1. What are you working on right now?
I’m in the process of outlining the plot for Dangerous Weakness, the third in my Dangerous series. The impeccable Marquess Glenaire appears in the previous two stories as the friend who takes care of everyone, is always right and is never out of control. I am excited to write his story because I want to see him drunk, disheveled, disorderly and dumped in a cell so someone else has to rescue him for a change.
2. How does your work differ from others in the genre?
I enjoy the Regency era but hundreds of romance novels are set in that period. As Alina pointed out in her blog, the era “encompasses everything from sweet traditional to smokin’ hot, from suspenseful spy stories to domestic comedies.” My stories are also shorter than some of the blockbusters but they aren’t quite traditional either. I tire of London balls and drawing rooms, and so I look for settings and situations authentic to the period that are a bit more exotic. Dangerous Secrets, my next book, for example, is set in Rome.
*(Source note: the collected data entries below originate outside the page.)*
//! Text and image payloads. Both are anchored boxes whose extent is measured.

use kurbo::Size;
use serde::{Deserialize, Serialize};

/// Text content of a text shape.
#[derive(Debug, Clone, PartialEq, Serialize, Deserialize)]
pub struct TextContent {
    /// The text content.
    pub content: String,
    /// Font size in pixels.
    pub font_size: f64,
    /// Layout size reported by the renderer. If None, an estimate is used.
    #[serde(default, skip_serializing_if = "Option::is_none")]
    pub measured: Option<Size>,
}

impl TextContent {
    pub const DEFAULT_FONT_SIZE: f64 = 20.0;

    pub fn new(content: impl Into<String>) -> Self {
        Self {
            content: content.into(),
            font_size: Self::DEFAULT_FONT_SIZE,
            measured: None,
        }
    }

    /// Extent of the text box, measured if known.
    pub fn size(&self) -> Size {
        if let Some(size) = self.measured {
            return size;
        }
        let lines = self.content.lines().count().max(1);
        let longest = self
            .content
            .lines()
            .map(|l| l.chars().count())
            .max()
            .unwrap_or(0)
            .max(1);
        Size::new(
            longest as f64 * self.font_size * 0.6,
            lines as f64 * self.font_size * 1.2,
        )
    }

    /// Scale the font (and any measured extent) by `factor`.
    pub fn scaled(&self, factor: f64) -> Self {
        Self {
            content: self.content.clone(),
            font_size: self.font_size * factor,
            measured: self.measured.map(|s| Size::new(s.width * factor, s.height * factor)),
        }
    }
}

/// An embedded image reference with its on-canvas size.
#[derive(Debug, Clone, PartialEq, Serialize, Deserialize)]
pub struct ImageContent {
    /// Display width in world units.
    pub width: f64,
    /// Display height in world units.
    pub height: f64,
    /// Opaque source reference owned by the host (data URI, asset key, ...).
    #[serde(default)]
    pub source: String,
}

impl ImageContent {
    pub fn new(width: f64, height: f64) -> Self {
        Self {
            width,
            height,
            source: String::new(),
        }
    }

    pub fn size(&self) -> Size {
        Size::new(self.width, self.height)
    }
}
One other difference: In our current era when such things are no longer a given, I insist on happily ever after. I work at emotionally satisfying relationships and emotion centered love scenes.
3. Why do you write?
Would you believe me if I said characters talk to me? The compulsion to tell stories comes as naturally as breathing. The effort it takes to write them down and get the words right almost kills me, but the stories keep coming.
4. What is your process?
I often start with a setting and ask, what can I do with this? What can I put here? I always have an ending in my head, sometimes even the last line. Snatches of dialog and parts of scenes follow, still in my head. I usually plunge in and put some words down by the seat of my pants, but then I have to sit back and do character sketches and plot outlines. I found plot very difficult until I figured out that conflict drives plot. If I can sketch out characters with big conflicts—and then heap more pain and conflict on them—the plot comes more easily. Once I have that done, I can type out the first draft fairly easily.
The next step is to rewrite it, correcting plot holes, adding descriptive detail, and sharpening the emotion. That is harder. Sometimes once is enough, sometimes it takes two or three passes. Hardest of all for me is the final line edit, the one that fixes typos and punctuation. UGH.
The next baton goes to Soul Maties Becky Lower and Katie Teller.
Great post, Caroline!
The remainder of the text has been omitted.